As regular CFZ-watchers will know, for some time Corinna has been doing a column for Animals & Men and a regular segment on On The Track... particularly about out-of-place birds and rare vagrants. There seem to be more and more bird stories from all over the world hitting the news these days so, to make room for them all - and to give them all equal and worthy coverage - she has set up this new blog to cover all things feathery and Fortean.

Sunday, 7 August 2016

Brazilian Cows Are Killing Endangered Birds—But ‘Bird-Safe’ Beef Could Help


WRITTEN BY JOHN R. PLATT
August 2, 2016 // 09:00 AM EST

We’ve all heard of grass-fed beef, but here’s a new twist: beef that doesn’t trample the habitats or nests of grassland birds.

This innovative idea comes out of Brazil, where a network of conservation organizations have teamed up with the Carrefour supermarket chain to test-market all-natural beef that is raised in an extra-sustainable manner.

The bird-safe beef—bearing the logo of Alianza del Pastizal (“Grassland Alliance”)—is currently for sale in two grocery stores in the city of Porto Alegre. If consumers respond well to the initial three-month promotion, the beef will hopefully be rolled out to a larger number of stores, said Pedro Develey, director of SAVE Brasil, one of the four conservation organizations involved in the program.
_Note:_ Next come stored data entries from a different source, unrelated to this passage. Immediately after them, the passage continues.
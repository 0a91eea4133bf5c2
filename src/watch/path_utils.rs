// src/watch/path_utils.rs

//! Utility functions for path handling in the watcher.

use std::path::{Component, Path, PathBuf};

/// Return `path` relative to `root`.
///
/// - First we try a direct `strip_prefix(root)`.
/// - If that fails (e.g. due to symlinks or different absolute prefixes),
///   we canonicalize both paths and try again.
///
/// Returns `None` if the path cannot be reasonably related to `root`.
pub fn relative_to(root: &Path, path: &Path) -> Option<PathBuf> {
    if let Ok(rel) = path.strip_prefix(root) {
        return Some(rel.to_path_buf());
    }

    // Helps on macOS, where events may arrive under /private/var/... for a
    // root given as /var/...
    if let (Ok(root_canon), Ok(path_canon)) = (root.canonicalize(), path.canonicalize()) {
        if let Ok(rel) = path_canon.strip_prefix(&root_canon) {
            return Some(rel.to_path_buf());
        }
    }

    None
}

/// True if any component of `path` below `root` is a dotfile.
///
/// Paths that can't be related to `root` fall back to checking the basename.
pub fn is_hidden(root: &Path, path: &Path) -> bool {
    let starts_with_dot = |c: Component<'_>| match c {
        Component::Normal(name) => name.to_string_lossy().starts_with('.'),
        _ => false,
    };

    match relative_to(root, path) {
        Some(rel) => rel.components().any(starts_with_dot),
        None => path
            .file_name()
            .map(|n| n.to_string_lossy().starts_with('.'))
            .unwrap_or(false),
    }
}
So how is this beef better for birds? Well, the meat in question all comes from cattle ranches on what’s known as the Southern Cone grasslands, which range from Brazil down to Argentina. This million-square-kilometer network of prairies—home to 12 endangered bird species, including the saffron-cowled blackbird (Xanthopsar flavus), the marsh seedeater (Sporophila palustris), the chestnut seedeater (Sporophila cinnamomea) and the black-and-white monjita (Xolmis dominicanus)—faces ever-increasing pressures from industrial-scale agricultural companies, which are snapping up the land to raise cattle.

Not only does this involve converting much of the grassland into agricultural plant species, it also leaves the ground-dwelling birds and their nests susceptible to being trampled to death by herds of hungry cows.